Jungle Fever (1991)
6/10
Gritty, counter-racist throwdown of blackness
30 August 2010
Warning: Spoilers
Jungle Fever, the feature film by Spike Lee directly preceding his well-respected biopic Malcolm X, is a whopping statement against drugs and white supremacy. To reference an earlier Lee "joint's" title, it explores the respective dazes of two African-American brothers - Flipper Purify (Wesley Snipes), who's mesmerized by a white woman's lure, and Gator Purify (Samuel L. Jackson), a crack addict. Lee's thorough investigation of the drugs and race issues is undercut by his inability to write a truly satisfying narrative featuring Flipper and Gator's plot lines.

To return to the film's central issue of delusion, its most problematic viewpoint is that of extensive judgment of architect Flipper's affair with his Italian-American secretary, Angie (Annabella Sciorra). Lee's title, Jungle Fever, slyly refers to a psychological haze experienced by some people in interracial relationships. The rub comes in Lee's obvious statement on what Flipper - and perhaps all black men who are involved with white women - want, in the character's name: "Flipper Purify." Could a more ham-fisted summary be presented in film? In addition, Snipes' character is rebuked for his taste in women repeatedly in the film's diegesis: by his father the Good Reverend Doctor Purify (Ossie Davis), by his wife Drew (Lonette McKee), and by a nosy, grating, black waitress played by Queen Latifah, to name a few. So condemning is Lee's treatment of Flipper and Angie's desire for one another, by the film's end, it's rendered as a drug like Gator's crack cocaine. No intrinsic, long-lasting value can be drawn from it.

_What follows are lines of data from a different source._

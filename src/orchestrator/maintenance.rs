use crate::storage::{Repository, ViewSummary};
use anyhow::Result;
use chrono::{Duration, NaiveDate};
use tracing::info;

#[derive(Debug)]
pub struct MaintenanceReport {
    pub cutoff: NaiveDate,
    pub deleted: usize,
    pub by_source: Vec<ViewSummary>,
}

/// Drop bars outside the retention window, refresh statistics and log what
/// the merged view now holds.
pub fn run_maintenance(repo: &Repository, today: NaiveDate, retention_days: u32) -> Result<MaintenanceReport> {
    let cutoff = today - Duration::days(i64::from(retention_days));
    let deleted = repo.delete_older_than(cutoff)?;
    info!("Retention: deleted {} bars dated before {}", deleted, cutoff);

    repo.checkpoint()?;

    let by_source = repo.view_summary()?;
    let total: i64 = by_source.iter().map(|s| s.rows).sum();
    let (earliest, latest) = repo.date_range()?;
    info!(
        "Maintenance completed: {} records | {} symbols | {} sources | {:?} → {:?}",
        total,
        repo.symbol_count()?,
        by_source.len(),
        earliest,
        latest,
    );
    for s in &by_source {
        info!("  {:<14} {:>8} rows  {:>5} symbols  latest {:?}", s.source, s.rows, s.symbols, s.latest);
    }

    Ok(MaintenanceReport {
        cutoff,
        deleted,
        by_source,
    })
}

#[cfg(test)]
mod tests {
    use super::*;
    use crate::models::{DailyBar, Source};
    use chrono::Utc;

    fn bar(date: NaiveDate, source: Source) -> DailyBar {
        DailyBar {
            symbol: "AAPL".into(),
            date,
            open: None,
            high: None,
            low: None,
            close: 200.0,
            volume: None,
            sector: None,
            exchange: None,
            currency: None,
            daily_return: 0.0,
            source,
            collected_at: Utc::now().naive_utc(),
        }
    }

    #[test]
    fn test_retention_window() {
        let repo = Repository::open_in_memory().unwrap();
        repo.run_migrations().unwrap();

        let today = NaiveDate::from_ymd_opt(2025, 6, 30).unwrap();
        repo.upsert_daily_bars(&[
            bar(today - Duration::days(91), Source::Polygon),
            bar(today - Duration::days(90), Source::Polygon),
            bar(today, Source::AlphaVantage),
        ])
        .unwrap();

        let report = run_maintenance(&repo, today, 90).unwrap();
        assert_eq!(report.cutoff, today - Duration::days(90));
        assert_eq!(report.deleted, 1);
        assert_eq!(repo.bar_count().unwrap(), 2);
        assert_eq!(report.by_source.len(), 2);
    }
}
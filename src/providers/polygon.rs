//! Polygon.io daily aggregates client.
//!
//! Free tier: 5 calls a minute, 15 minute delay. The collector pairs this
//! client with the sliding-window limiter and the disk cache.

use crate::config::HttpConfig;
use crate::models::{DailyBar, DateRange, RawBar, Source};
use crate::providers::cleaner::{to_bars, BarMeta};
use crate::providers::error::ProviderError;
use crate::providers::http_client::HttpClient;
use crate::providers::BarSource;
use anyhow::Result;
use async_trait::async_trait;
use chrono::{DateTime, Utc};
use serde::Deserialize;
use tracing::{debug, info};
use url::Url;

const BASE_URL: &str = "https://api.polygon.io";
const SOURCE: Source = Source::Polygon;

#[derive(Debug, Deserialize)]
struct AggregatesResponse {
    status: Option<String>,
    results: Option<Vec<Aggregate>>,
}

#[derive(Debug, Deserialize)]
struct Aggregate {
    /// Bar start, Unix milliseconds.
    t: Option<i64>,
    o: Option<f64>,
    h: Option<f64>,
    l: Option<f64>,
    c: Option<f64>,
    v: Option<f64>,
}

pub struct PolygonClient {
    client: HttpClient,
    api_key: String,
    base_url: String,
}

impl PolygonClient {
    pub fn new(config: &HttpConfig, api_key: String) -> Result<Self> {
        Ok(Self {
            client: HttpClient::new(config, SOURCE)?,
            api_key,
            base_url: BASE_URL.to_string(),
        })
    }

    fn aggregates_url(&self, symbol: &str, range: DateRange) -> Result<Url, ProviderError> {
        let path = format!(
            "{}/v2/aggs/ticker/{}/range/1/day/{}/{}",
            self.base_url,
            symbol,
            range.start.format("%Y-%m-%d"),
            range.end.format("%Y-%m-%d"),
        );
        Url::parse_with_params(
            &path,
            &[
                ("adjusted", "true"),
                ("sort", "asc"),
                ("apiKey", self.api_key.as_str()),
            ],
        )
        .map_err(|e| ProviderError::malformed(SOURCE, e))
    }
}

/// Parse an aggregates body. No `results`, or a status other than `OK`,
/// means the provider has nothing for this symbol.
pub fn parse_aggregates(body: &str, symbol: &str) -> Result<Vec<RawBar>, ProviderError> {
    let resp: AggregatesResponse =
        serde_json::from_str(body).map_err(|e| ProviderError::malformed(SOURCE, e))?;

    let results = match (resp.status.as_deref(), resp.results) {
        (Some("OK"), Some(results)) if !results.is_empty() => results,
        (status, _) => {
            debug!("{}: polygon status {:?} without results", symbol, status);
            return Err(ProviderError::no_data(SOURCE, symbol));
        }
    };

    Ok(results
        .into_iter()
        .map(|a| RawBar {
            date: a
                .t
                .and_then(DateTime::from_timestamp_millis)
                .map(|dt| dt.date_naive()),
            open: a.o,
            high: a.h,
            low: a.l,
            close: a.c,
            volume: a.v,
        })
        .collect())
}

#[async_trait]
impl BarSource for PolygonClient {
    fn id(&self) -> Source {
        SOURCE
    }

    async fn fetch(&self, symbol: &str, range: DateRange) -> Result<Vec<DailyBar>, ProviderError> {
        let url = self.aggregates_url(symbol, range)?;
        let body = self.client.get_text(url).await?;
        let rows = parse_aggregates(&body, symbol)?;

        let bars = to_bars(symbol, &rows, SOURCE, &BarMeta::default(), Utc::now().naive_utc());
        if bars.is_empty() {
            return Err(ProviderError::no_data(SOURCE, symbol));
        }
        info!("Polygon: fetched {} ({} days)", symbol, bars.len());
        Ok(bars)
    }
}
use std::collections::VecDeque;
use std::time::Duration;
use tokio::time::{sleep, Instant};
use tracing::info;

const WINDOW: Duration = Duration::from_secs(60);
/// One second of slack past the window edge.
const SLACK: Duration = Duration::from_secs(1);

/// Sliding one-minute call window. Owned by a single collector run.
#[derive(Debug)]
pub struct RateLimiter {
    calls_per_minute: usize,
    calls: VecDeque<Instant>,
}

impl RateLimiter {
    pub fn new(calls_per_minute: u32) -> Self {
        Self {
            calls_per_minute: (calls_per_minute as usize).max(1),
            calls: VecDeque::new(),
        }
    }

    fn evict(&mut self, now: Instant) {
        while let Some(&oldest) = self.calls.front() {
            if now.duration_since(oldest) >= WINDOW {
                self.calls.pop_front();
            } else {
                break;
            }
        }
    }

    /// Block until a call is admitted, then record it.
    pub async fn wait(&mut self) {
        self.evict(Instant::now());

        if self.calls.len() >= self.calls_per_minute {
            if let Some(&oldest) = self.calls.front() {
                let wait = (WINDOW + SLACK).saturating_sub(Instant::now().duration_since(oldest));
                info!("Rate limit reached, waiting {:.0?}", wait);
                sleep(wait).await;
            }
            self.evict(Instant::now());
        }

        self.calls.push_back(Instant::now());
    }
}
//! US equity market calendar: weekends plus the NYSE full-day holidays.

use chrono::{Datelike, Duration, NaiveDate, Weekday};

pub fn is_weekend(date: NaiveDate) -> bool {
    matches!(date.weekday(), Weekday::Sat | Weekday::Sun)
}

pub fn is_trading_day(date: NaiveDate) -> bool {
    !is_weekend(date) && holiday_name(date).is_none()
}

/// Name of the market holiday observed on `date`, if any.
pub fn holiday_name(date: NaiveDate) -> Option<&'static str> {
    holidays(date.year())
        .into_iter()
        .find(|(d, _)| *d == date)
        .map(|(_, name)| name)
}

/// `n`-th given weekday of a month, 1-based.
fn nth_weekday(year: i32, month: u32, weekday: Weekday, n: u8) -> Option<NaiveDate> {
    NaiveDate::from_weekday_of_month_opt(year, month, weekday, n)
}

fn last_weekday(year: i32, month: u32, weekday: Weekday) -> Option<NaiveDate> {
    nth_weekday(year, month, weekday, 5).or_else(|| nth_weekday(year, month, weekday, 4))
}

/// Saturday holidays move to Friday, Sunday holidays to Monday.
fn observed(date: NaiveDate) -> NaiveDate {
    match date.weekday() {
        Weekday::Sat => date - Duration::days(1),
        Weekday::Sun => date + Duration::days(1),
        _ => date,
    }
}

/// Gregorian Easter Sunday (anonymous Gregorian algorithm).
fn easter_sunday(year: i32) -> Option<NaiveDate> {
    let a = year % 19;
    let b = year / 100;
    let c = year % 100;
    let d = b / 4;
    let e = b % 4;
    let f = (b + 8) / 25;
    let g = (b - f + 1) / 3;
    let h = (19 * a + b - d - g + 15) % 30;
    let i = c / 4;
    let k = c % 4;
    let l = (32 + 2 * e + 2 * i - h - k) % 7;
    let m = (a + 11 * h + 22 * l) / 451;
    let month = (h + l - 7 * m + 114) / 31;
    let day = (h + l - 7 * m + 114) % 31 + 1;
    NaiveDate::from_ymd_opt(year, month as u32, day as u32)
}

fn holidays(year: i32) -> Vec<(NaiveDate, &'static str)> {
    let fixed = |month, day| NaiveDate::from_ymd_opt(year, month, day);

    let mut days = vec![
        (nth_weekday(year, 1, Weekday::Mon, 3), "Martin Luther King Jr. Day"),
        (nth_weekday(year, 2, Weekday::Mon, 3), "Washington's Birthday"),
        (
            easter_sunday(year).map(|d| d - Duration::days(2)),
            "Good Friday",
        ),
        (last_weekday(year, 5, Weekday::Mon), "Memorial Day"),
        (fixed(7, 4).map(observed), "Independence Day"),
        (nth_weekday(year, 9, Weekday::Mon, 1), "Labor Day"),
        (nth_weekday(year, 11, Weekday::Thu, 4), "Thanksgiving Day"),
        (fixed(12, 25).map(observed), "Christmas Day"),
    ];

    // NYSE does not close on Friday Dec 31 for a Saturday New Year.
    if let Some(new_year) = fixed(1, 1) {
        if new_year.weekday() != Weekday::Sat {
            days.push((Some(observed(new_year)), "New Year's Day"));
        }
    }
    if year >= 2022 {
        days.push((fixed(6, 19).map(observed), "Juneteenth"));
    }

    days.into_iter()
        .filter_map(|(d, name)| d.map(|d| (d, name)))
        .collect()
}

#[cfg(test)]
mod tests {
    use super::*;

    fn d(y: i32, m: u32, day: u32) -> NaiveDate {
        NaiveDate::from_ymd_opt(y, m, day).unwrap()
    }

    #[test]
    fn test_2025_holidays() {
        let closed = [
            d(2025, 1, 1),
            d(2025, 1, 20),
            d(2025, 2, 17),
            d(2025, 4, 18),
            d(2025, 5, 26),
            d(2025, 6, 19),
            d(2025, 7, 4),
            d(2025, 9, 1),
            d(2025, 11, 27),
            d(2025, 12, 25),
        ];
        for day in closed {
            assert!(!is_trading_day(day), "{} should be closed", day);
        }
        assert_eq!(holiday_name(d(2025, 4, 18)), Some("Good Friday"));
    }

    #[test]
    fn test_weekends_and_regular_days() {
        assert!(!is_trading_day(d(2025, 1, 11)));
        assert!(!is_trading_day(d(2025, 1, 12)));
        assert!(is_trading_day(d(2025, 1, 13)));
        assert!(is_trading_day(d(2025, 11, 28)));
    }

    #[test]
    fn test_observance_rules() {
        // Saturday New Year 2022: Friday 2021-12-31 stays open
        assert!(is_trading_day(d(2021, 12, 31)));
        // Saturday July 4th 2026 closes Friday
        assert!(!is_trading_day(d(2026, 7, 3)));
        // Sunday Christmas 2022 closes Monday
        assert!(!is_trading_day(d(2022, 12, 26)));
        // Juneteenth only from 2022
        assert!(is_trading_day(d(2021, 6, 18)));
    }

    #[test]
    fn test_easter() {
        assert_eq!(easter_sunday(2024), Some(d(2024, 3, 31)));
        assert_eq!(easter_sunday(2025), Some(d(2025, 4, 20)));
        assert_eq!(easter_sunday(2026), Some(d(2026, 4, 5)));
    }
}
//! On-disk JSON cache of fetched bars.
//!
//! One file per symbol and date bucket, `<dir>/<SYMBOL>_<YYYYMMDD>.json`.
//! Freshness is judged on file mtime. Nothing here ever fails a collection
//! run: unreadable or corrupt entries are misses and write errors are
//! swallowed.

use crate::config::CacheConfig;
use chrono::NaiveDate;
use serde::de::DeserializeOwned;
use serde::Serialize;
use std::fs;
use std::path::PathBuf;
use std::time::{Duration, SystemTime};
use tracing::debug;

pub struct DataCache {
    dir: PathBuf,
    ttl: Duration,
}

impl DataCache {
    pub fn new(config: &CacheConfig) -> Self {
        if let Err(e) = fs::create_dir_all(&config.dir) {
            debug!("cache dir {:?} unavailable: {}", config.dir, e);
        }
        Self {
            dir: config.dir.clone(),
            ttl: Duration::from_secs(config.ttl_hours.saturating_mul(3600)),
        }
    }

    fn path(&self, symbol: &str, date: NaiveDate) -> PathBuf {
        self.dir
            .join(format!("{}_{}.json", symbol.to_uppercase(), date.format("%Y%m%d")))
    }

    fn is_fresh(&self, path: &PathBuf) -> bool {
        let Ok(modified) = fs::metadata(path).and_then(|m| m.modified()) else {
            return false;
        };
        // mtime in the future counts as age zero
        let age = SystemTime::now()
            .duration_since(modified)
            .unwrap_or(Duration::ZERO);
        age < self.ttl
    }

    pub fn load<T: DeserializeOwned>(&self, symbol: &str, date: NaiveDate) -> Option<T> {
        let path = self.path(symbol, date);
        if !self.is_fresh(&path) {
            return None;
        }

        let json = fs::read_to_string(&path).ok()?;
        match serde_json::from_str(&json) {
            Ok(value) => {
                debug!("cache hit {:?}", path);
                Some(value)
            }
            Err(e) => {
                debug!("cache entry {:?} unreadable: {}", path, e);
                None
            }
        }
    }

    pub fn save<T: Serialize>(&self, symbol: &str, date: NaiveDate, value: &T) {
        let path = self.path(symbol, date);
        let result = serde_json::to_string(value)
            .map_err(|e| e.to_string())
            .and_then(|json| fs::write(&path, json).map_err(|e| e.to_string()));

        match result {
            Ok(()) => debug!("cached {:?}", path),
            Err(e) => debug!("cache write {:?} failed: {}", path, e),
        }
    }
}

This moral is the film's worst flaw. Technically, it is very accomplished, even if the central "romance" is empty and unfulfilling. There are several great acting performances, among them Ossie Davis' turn as the Good Reverend; John Turturro as a store clerk who is jilted by Angie and looks for love with an African-American woman; the great Anthony Quinn as the clerk's father who holds onto bigotry as a source of personal identity; Wesley Snipes, towering as he navigates Lee's elaborate story realm; and Samuel L. Jackson as the witty crackhead brother Gator. While on the subject of Jackson, he has revealed that he was actually addicted to crack when he learned he got the role of Gator. The judges at the Cannes Film Festival created a new award specifically to honor Jackson's vivacious acting. Ernest Dickerson functioned well as the film's director of photography, bringing vivid colors to the story. The film's music stays interesting, being a collage of mainly Stevie Wonder, Mahalia Jackson and Frank Sinatra, with a bit of vintage Public Enemy thrown in for good measure.

Some words should be allotted to mentioning the film's centerpiece, a subplot sequence wherein Flipper goes looking for his brother and ventures into a den of iniquity called the "Taj Mahal." This is a building where hundreds of crackheads go to enjoy crack, trade sex for drugs, etc. Snipes gives a singular effort with the search scenes, backed by a very well-planned soundtrack pick of Stevie Wonder's "Livin' For the City." Gator explains to Flipper that the television set Flipper's mother wants has been "smoked" away. Afterward, Jackson does a superb job of portraying the damned while Flipper treads away, and Halle Berry could be said to do a good job in her first movie role as a crack addict, if a good job constitutes growling lines like "Eat me, mother*$#@er!" Lee's drug expose should move many - a cinematic uppercut just as sobering as when Drew suggests to Flipper during an argument that "white people hate black people because they're not black." Drew's harrowing narrative of being a mixed, light-skinned black woman in a race that is obsessed with color is a tear-jerker. But Lee has no problem summoning powerful scenes. Rather, it's his inability or unwillingness to link his plot lines more cohesively that pulls down the work. As a whole, Jungle Fever remains much less captivating than the sum of its parts.